#### [Problem to solve]
Exactly the lines below from the one with "fn from(row: ConversationRow)" up to and including the one with "let rx = state.events.subscribe();" make up the answer, with nothing else added.

#### [Data for analysis]
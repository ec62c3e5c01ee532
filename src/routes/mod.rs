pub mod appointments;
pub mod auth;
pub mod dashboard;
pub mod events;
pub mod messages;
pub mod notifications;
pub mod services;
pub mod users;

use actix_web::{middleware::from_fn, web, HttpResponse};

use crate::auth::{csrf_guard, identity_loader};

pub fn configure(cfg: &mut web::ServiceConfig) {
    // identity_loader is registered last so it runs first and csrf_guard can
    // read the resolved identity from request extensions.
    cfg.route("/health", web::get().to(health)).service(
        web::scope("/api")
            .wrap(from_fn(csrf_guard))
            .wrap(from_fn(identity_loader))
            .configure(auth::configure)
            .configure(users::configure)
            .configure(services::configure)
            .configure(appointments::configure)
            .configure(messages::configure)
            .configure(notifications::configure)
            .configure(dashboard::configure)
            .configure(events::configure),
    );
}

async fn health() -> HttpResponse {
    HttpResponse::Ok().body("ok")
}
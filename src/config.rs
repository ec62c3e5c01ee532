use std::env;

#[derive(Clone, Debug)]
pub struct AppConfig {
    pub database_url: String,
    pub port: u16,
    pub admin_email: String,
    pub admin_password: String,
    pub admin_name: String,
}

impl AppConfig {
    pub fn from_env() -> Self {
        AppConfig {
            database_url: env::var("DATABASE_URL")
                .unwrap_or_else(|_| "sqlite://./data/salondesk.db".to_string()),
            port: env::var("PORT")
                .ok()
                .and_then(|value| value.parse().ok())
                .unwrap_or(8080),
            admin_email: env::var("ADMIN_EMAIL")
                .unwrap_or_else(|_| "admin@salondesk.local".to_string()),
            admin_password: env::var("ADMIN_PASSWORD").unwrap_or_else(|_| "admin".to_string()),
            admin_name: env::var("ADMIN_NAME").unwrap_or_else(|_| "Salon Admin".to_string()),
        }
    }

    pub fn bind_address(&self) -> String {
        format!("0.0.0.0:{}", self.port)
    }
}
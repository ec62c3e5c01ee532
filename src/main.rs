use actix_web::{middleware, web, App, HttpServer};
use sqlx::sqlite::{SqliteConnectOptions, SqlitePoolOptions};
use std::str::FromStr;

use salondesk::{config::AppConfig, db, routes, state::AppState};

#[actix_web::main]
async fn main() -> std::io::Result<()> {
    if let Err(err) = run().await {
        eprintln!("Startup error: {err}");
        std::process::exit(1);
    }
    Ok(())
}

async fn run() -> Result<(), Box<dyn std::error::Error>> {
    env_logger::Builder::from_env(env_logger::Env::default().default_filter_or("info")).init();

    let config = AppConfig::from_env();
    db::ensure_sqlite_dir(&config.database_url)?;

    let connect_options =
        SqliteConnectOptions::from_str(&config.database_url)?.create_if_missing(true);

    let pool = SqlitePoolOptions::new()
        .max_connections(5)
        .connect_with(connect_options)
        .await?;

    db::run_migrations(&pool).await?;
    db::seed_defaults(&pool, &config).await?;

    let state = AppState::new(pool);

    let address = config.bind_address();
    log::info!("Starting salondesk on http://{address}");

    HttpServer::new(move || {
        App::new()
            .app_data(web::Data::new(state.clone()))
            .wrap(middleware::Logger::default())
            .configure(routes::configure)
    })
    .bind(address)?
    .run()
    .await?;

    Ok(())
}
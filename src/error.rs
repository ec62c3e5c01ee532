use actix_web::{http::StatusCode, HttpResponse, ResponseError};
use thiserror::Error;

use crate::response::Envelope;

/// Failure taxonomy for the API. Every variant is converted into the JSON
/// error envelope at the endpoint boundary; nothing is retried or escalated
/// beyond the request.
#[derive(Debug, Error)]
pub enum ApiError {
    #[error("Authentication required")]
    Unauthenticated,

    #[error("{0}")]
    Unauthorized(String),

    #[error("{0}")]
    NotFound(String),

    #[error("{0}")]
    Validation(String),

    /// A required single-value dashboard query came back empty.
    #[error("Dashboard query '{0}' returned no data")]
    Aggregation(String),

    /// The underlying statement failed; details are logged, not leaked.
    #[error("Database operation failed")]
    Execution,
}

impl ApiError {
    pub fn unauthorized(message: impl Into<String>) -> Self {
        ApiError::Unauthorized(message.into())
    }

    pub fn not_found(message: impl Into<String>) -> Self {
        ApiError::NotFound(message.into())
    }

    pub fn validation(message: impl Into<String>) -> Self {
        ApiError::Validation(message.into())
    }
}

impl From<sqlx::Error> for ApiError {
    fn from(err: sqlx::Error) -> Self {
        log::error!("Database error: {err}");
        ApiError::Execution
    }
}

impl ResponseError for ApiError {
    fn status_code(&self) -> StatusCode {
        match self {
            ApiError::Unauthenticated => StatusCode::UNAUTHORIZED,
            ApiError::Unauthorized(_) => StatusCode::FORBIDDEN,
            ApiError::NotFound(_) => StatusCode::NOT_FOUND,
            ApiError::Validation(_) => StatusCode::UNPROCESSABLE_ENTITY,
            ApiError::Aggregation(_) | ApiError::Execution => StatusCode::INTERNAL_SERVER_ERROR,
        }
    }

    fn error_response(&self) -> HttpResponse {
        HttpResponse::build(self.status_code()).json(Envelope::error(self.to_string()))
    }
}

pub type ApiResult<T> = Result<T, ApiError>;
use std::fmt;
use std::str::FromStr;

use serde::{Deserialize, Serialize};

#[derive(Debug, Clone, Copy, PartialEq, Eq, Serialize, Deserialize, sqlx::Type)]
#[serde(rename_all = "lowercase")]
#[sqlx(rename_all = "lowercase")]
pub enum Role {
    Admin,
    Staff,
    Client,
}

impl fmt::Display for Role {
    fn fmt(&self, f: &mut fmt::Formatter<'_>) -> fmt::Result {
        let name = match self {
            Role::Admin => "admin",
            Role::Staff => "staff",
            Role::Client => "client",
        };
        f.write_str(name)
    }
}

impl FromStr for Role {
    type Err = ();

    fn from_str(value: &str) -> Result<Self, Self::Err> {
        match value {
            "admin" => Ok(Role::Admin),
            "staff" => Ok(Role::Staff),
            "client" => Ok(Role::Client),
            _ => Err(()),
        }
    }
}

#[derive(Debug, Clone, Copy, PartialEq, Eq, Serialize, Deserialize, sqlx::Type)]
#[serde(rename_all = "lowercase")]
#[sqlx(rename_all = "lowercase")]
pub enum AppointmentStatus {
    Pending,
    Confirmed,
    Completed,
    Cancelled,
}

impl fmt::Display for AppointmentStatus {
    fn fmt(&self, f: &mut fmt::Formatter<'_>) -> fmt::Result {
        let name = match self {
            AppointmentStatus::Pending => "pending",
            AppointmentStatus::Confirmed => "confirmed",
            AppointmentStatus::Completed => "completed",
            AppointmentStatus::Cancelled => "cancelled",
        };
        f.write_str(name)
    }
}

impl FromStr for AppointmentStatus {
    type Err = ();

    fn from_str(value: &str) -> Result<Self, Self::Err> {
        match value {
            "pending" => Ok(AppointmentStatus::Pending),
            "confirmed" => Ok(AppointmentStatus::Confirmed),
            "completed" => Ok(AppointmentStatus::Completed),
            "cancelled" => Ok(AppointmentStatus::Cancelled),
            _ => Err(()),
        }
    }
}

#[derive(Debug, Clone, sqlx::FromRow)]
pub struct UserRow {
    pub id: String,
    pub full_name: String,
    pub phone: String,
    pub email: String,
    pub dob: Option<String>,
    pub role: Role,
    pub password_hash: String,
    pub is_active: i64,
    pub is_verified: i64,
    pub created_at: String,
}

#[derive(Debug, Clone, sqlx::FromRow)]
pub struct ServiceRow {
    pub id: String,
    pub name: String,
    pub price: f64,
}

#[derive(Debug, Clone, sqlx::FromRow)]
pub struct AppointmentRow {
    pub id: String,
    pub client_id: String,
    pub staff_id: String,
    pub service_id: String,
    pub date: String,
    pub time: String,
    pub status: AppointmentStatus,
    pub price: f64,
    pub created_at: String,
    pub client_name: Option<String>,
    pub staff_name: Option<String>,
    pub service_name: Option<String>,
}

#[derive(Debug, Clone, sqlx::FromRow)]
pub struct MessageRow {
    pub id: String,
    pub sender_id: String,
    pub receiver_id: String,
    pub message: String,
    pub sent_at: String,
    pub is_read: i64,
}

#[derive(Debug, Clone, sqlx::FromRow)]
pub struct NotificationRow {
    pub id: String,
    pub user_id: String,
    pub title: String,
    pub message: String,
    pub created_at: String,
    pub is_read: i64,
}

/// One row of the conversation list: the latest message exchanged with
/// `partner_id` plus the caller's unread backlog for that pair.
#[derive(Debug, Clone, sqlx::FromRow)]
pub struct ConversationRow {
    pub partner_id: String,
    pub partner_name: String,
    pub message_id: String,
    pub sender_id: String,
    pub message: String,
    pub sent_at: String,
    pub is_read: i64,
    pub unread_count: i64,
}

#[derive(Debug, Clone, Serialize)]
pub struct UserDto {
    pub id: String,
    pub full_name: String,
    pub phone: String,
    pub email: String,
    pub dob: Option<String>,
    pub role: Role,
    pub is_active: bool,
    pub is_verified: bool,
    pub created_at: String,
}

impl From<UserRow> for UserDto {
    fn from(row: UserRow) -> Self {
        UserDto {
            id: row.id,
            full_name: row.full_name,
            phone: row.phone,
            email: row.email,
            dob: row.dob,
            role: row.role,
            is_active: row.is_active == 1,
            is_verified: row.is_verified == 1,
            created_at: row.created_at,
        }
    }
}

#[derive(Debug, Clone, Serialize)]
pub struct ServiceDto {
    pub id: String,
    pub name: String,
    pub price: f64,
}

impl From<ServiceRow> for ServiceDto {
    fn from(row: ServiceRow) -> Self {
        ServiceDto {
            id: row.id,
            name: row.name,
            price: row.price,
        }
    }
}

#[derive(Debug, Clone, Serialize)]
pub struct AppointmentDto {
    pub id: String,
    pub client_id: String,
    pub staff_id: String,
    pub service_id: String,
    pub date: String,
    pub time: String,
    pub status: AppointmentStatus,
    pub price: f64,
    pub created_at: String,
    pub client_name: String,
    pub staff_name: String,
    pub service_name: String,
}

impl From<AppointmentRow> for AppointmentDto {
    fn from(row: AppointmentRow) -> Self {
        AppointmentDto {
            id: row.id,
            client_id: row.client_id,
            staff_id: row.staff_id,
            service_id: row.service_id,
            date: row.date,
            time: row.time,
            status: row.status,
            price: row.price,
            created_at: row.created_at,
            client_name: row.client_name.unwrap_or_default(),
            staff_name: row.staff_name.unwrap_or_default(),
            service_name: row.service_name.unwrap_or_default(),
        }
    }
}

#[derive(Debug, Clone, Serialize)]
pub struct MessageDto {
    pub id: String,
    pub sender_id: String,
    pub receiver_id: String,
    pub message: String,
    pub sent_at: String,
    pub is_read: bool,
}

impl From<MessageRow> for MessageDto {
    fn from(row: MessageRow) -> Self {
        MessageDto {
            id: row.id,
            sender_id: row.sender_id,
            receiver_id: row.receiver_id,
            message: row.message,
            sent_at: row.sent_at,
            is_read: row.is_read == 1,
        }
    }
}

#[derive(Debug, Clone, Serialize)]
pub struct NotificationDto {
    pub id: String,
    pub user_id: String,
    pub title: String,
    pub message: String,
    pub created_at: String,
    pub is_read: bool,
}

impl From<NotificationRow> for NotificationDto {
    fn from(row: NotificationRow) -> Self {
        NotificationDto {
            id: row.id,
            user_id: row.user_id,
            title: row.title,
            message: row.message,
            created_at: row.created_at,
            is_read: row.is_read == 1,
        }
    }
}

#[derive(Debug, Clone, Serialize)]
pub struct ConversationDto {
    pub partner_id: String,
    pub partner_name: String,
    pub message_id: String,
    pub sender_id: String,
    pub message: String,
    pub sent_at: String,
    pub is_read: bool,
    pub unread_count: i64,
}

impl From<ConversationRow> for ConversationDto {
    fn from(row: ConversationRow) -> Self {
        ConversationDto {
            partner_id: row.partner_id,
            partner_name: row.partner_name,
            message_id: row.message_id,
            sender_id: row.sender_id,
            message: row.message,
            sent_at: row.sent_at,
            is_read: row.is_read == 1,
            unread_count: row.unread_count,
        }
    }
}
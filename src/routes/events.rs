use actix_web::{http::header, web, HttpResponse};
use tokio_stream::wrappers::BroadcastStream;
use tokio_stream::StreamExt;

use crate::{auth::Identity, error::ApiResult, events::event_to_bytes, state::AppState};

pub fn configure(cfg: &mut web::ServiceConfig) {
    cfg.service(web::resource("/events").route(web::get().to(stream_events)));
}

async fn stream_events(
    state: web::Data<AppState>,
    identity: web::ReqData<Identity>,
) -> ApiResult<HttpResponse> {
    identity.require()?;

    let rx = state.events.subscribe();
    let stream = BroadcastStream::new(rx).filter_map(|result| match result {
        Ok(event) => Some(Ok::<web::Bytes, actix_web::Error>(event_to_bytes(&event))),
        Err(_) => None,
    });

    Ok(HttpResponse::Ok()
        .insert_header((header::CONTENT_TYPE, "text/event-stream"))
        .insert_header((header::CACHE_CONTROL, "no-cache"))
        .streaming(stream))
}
...
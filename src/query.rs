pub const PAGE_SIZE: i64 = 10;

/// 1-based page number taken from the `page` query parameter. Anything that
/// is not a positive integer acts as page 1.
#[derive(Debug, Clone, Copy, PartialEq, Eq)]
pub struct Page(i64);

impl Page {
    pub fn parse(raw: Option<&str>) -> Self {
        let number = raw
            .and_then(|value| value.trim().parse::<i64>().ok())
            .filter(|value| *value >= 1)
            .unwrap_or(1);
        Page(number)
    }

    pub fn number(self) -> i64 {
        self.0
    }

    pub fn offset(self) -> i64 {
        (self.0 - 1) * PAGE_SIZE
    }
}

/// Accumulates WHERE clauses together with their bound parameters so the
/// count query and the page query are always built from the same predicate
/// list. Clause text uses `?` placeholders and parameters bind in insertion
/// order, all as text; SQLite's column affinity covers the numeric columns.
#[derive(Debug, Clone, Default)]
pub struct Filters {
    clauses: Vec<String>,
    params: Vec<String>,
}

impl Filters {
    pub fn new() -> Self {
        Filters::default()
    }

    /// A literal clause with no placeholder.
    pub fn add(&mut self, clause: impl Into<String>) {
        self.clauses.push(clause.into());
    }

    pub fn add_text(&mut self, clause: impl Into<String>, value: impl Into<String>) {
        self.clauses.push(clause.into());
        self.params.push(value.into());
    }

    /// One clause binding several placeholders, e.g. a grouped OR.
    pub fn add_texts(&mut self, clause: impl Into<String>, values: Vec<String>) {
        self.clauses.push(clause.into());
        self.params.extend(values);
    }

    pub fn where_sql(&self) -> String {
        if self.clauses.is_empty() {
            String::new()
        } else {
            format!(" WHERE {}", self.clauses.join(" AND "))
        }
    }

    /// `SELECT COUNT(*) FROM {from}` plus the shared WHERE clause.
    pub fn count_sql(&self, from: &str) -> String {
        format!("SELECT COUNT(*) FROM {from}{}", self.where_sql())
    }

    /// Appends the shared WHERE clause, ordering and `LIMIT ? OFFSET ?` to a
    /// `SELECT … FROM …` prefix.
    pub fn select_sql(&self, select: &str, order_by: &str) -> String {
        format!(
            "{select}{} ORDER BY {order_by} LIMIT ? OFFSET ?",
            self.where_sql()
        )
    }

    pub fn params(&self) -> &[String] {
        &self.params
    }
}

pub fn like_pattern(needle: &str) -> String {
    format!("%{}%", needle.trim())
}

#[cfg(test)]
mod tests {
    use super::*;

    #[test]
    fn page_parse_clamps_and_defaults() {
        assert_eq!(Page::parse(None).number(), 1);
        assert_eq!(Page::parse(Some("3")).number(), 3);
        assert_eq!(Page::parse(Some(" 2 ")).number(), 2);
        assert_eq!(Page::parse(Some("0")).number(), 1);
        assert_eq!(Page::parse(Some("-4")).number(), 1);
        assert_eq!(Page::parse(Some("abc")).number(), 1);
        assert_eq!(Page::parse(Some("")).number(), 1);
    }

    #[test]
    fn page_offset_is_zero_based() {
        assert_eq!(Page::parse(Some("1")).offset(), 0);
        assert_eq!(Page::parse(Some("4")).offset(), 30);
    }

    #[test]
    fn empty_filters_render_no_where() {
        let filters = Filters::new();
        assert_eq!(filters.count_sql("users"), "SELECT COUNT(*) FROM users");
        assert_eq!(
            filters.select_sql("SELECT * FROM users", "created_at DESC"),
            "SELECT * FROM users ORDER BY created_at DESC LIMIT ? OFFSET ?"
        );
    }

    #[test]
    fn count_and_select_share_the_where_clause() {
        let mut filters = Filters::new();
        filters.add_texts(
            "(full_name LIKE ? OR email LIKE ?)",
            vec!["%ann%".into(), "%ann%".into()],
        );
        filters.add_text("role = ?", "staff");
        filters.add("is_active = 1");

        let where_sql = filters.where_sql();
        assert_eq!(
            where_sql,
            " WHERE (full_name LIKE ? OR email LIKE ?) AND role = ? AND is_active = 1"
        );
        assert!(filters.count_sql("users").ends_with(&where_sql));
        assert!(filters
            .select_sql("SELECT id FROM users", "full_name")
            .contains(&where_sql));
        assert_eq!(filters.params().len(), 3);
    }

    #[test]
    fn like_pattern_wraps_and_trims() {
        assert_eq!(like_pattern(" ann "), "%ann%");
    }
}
==
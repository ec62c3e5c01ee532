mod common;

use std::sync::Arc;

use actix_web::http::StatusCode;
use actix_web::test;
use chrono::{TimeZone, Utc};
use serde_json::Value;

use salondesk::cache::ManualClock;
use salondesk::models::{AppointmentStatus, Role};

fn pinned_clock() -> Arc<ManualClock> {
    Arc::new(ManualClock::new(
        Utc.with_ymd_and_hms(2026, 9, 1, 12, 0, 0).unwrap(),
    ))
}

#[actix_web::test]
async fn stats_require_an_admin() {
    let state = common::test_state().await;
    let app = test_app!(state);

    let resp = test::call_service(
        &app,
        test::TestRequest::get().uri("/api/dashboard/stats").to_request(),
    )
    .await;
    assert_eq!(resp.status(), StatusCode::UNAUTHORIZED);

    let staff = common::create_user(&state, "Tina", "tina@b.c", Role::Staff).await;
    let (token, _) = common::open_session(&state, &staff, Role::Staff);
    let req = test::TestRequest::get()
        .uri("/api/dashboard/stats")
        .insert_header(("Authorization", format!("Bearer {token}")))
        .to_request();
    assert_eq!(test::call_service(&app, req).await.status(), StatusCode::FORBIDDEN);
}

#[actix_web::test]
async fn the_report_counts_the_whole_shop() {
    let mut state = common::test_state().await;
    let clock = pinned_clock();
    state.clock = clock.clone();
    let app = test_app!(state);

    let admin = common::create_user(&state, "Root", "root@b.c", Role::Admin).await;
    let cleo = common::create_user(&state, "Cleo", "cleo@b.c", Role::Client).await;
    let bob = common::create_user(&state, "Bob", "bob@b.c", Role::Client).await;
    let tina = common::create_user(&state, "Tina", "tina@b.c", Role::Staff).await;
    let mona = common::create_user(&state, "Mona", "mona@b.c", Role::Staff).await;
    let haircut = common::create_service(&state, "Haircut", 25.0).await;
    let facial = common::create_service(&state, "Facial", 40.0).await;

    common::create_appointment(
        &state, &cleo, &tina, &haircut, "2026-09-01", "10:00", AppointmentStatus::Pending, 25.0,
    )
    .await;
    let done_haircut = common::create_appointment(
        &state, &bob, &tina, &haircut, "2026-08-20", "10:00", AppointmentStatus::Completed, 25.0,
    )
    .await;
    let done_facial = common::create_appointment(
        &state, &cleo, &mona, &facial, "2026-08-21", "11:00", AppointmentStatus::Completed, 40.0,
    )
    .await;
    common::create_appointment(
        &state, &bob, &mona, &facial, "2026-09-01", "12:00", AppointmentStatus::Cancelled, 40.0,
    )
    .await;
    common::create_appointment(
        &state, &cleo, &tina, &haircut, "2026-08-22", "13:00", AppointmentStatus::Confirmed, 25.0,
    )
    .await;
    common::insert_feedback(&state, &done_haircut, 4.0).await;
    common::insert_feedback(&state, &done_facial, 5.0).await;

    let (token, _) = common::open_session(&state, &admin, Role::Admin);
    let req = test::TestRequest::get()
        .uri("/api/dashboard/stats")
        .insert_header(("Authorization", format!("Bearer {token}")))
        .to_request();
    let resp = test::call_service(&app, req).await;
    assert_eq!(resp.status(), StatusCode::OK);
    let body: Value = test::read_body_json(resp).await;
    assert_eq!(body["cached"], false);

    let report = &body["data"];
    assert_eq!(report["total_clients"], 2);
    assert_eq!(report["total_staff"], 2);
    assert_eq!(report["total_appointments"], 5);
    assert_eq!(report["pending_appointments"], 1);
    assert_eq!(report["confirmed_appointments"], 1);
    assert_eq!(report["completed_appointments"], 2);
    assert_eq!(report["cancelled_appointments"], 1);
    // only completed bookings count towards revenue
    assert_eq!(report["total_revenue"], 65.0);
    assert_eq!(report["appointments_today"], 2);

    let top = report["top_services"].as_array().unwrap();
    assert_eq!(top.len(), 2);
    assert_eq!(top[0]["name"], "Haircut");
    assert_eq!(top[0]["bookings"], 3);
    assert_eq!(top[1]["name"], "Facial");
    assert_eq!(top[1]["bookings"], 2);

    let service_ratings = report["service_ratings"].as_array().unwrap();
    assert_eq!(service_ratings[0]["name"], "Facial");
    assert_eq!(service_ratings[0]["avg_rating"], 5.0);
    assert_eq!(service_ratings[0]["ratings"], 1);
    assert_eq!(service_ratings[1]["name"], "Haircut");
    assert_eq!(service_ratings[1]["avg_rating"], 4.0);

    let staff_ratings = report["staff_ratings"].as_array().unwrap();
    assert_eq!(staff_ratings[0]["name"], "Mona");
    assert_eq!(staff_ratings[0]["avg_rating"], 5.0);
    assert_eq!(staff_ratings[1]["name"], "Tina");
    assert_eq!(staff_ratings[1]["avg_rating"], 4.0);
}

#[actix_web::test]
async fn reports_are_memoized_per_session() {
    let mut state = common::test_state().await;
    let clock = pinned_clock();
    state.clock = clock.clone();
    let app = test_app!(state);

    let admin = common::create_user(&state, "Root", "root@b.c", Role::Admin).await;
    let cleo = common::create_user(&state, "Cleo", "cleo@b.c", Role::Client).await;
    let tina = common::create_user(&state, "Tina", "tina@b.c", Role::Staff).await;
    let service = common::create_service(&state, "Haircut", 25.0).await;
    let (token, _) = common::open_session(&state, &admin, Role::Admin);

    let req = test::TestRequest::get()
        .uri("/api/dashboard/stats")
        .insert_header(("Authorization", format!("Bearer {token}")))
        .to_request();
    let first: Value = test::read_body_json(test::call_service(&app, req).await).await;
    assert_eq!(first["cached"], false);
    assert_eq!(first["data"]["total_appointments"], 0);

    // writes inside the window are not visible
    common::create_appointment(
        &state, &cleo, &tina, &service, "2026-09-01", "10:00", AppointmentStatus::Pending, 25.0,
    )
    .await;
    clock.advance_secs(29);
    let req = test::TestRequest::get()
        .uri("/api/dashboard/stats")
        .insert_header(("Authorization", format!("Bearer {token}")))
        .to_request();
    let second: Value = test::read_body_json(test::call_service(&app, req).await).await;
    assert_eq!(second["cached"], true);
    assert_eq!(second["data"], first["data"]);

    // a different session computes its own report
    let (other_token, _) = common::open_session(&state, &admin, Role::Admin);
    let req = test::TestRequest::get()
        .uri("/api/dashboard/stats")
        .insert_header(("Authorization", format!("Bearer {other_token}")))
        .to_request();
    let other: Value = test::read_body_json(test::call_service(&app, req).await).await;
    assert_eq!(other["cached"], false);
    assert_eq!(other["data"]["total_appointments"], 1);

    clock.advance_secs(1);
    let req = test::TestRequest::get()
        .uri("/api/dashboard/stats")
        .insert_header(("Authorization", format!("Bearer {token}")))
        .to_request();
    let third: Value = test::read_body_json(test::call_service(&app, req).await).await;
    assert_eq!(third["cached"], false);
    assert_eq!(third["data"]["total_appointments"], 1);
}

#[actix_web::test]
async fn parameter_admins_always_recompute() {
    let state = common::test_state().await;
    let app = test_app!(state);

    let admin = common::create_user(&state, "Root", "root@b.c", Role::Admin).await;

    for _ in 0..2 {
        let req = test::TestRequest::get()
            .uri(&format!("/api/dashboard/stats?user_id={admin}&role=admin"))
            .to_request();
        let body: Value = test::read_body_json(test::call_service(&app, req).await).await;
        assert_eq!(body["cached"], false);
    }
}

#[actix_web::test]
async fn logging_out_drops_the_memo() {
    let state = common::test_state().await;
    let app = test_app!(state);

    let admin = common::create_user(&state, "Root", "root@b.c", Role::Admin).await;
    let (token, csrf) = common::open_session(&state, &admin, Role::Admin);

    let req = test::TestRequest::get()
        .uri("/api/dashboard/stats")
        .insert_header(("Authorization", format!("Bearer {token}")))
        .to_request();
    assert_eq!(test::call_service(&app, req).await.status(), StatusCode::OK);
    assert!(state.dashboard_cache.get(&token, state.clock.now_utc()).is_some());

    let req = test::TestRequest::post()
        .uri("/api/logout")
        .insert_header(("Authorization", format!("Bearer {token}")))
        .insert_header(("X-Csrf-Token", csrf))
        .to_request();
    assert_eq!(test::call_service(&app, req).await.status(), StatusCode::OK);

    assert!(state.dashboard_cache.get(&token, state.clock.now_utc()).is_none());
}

#### [Exercise output]
    fn from(row: ConversationRow) -> Self {
        ConversationDto {
            partner_id: row.partner_id,
            partner_name: row.partner_name,
            message_id: row.message_id,
            sender_id: row.sender_id,
            message: row.message,
            sent_at: row.sent_at,
            is_read: row.is_read == 1,
            unread_count: row.unread_count,
        }
    }
}
filename src/routes/events.rs
use actix_web::{http::header, web, HttpResponse};
use tokio_stream::wrappers::BroadcastStream;
use tokio_stream::StreamExt;

use crate::{auth::Identity, error::ApiResult, events::event_to_bytes, state::AppState};

pub fn configure(cfg: &mut web::ServiceConfig) {
    cfg.service(web::resource("/events").route(web::get().to(stream_events)));
}

async fn stream_events(
    state: web::Data<AppState>,
    identity: web::ReqData<Identity>,
) -> ApiResult<HttpResponse> {
    identity.require()?;

    let rx = state.events.subscribe();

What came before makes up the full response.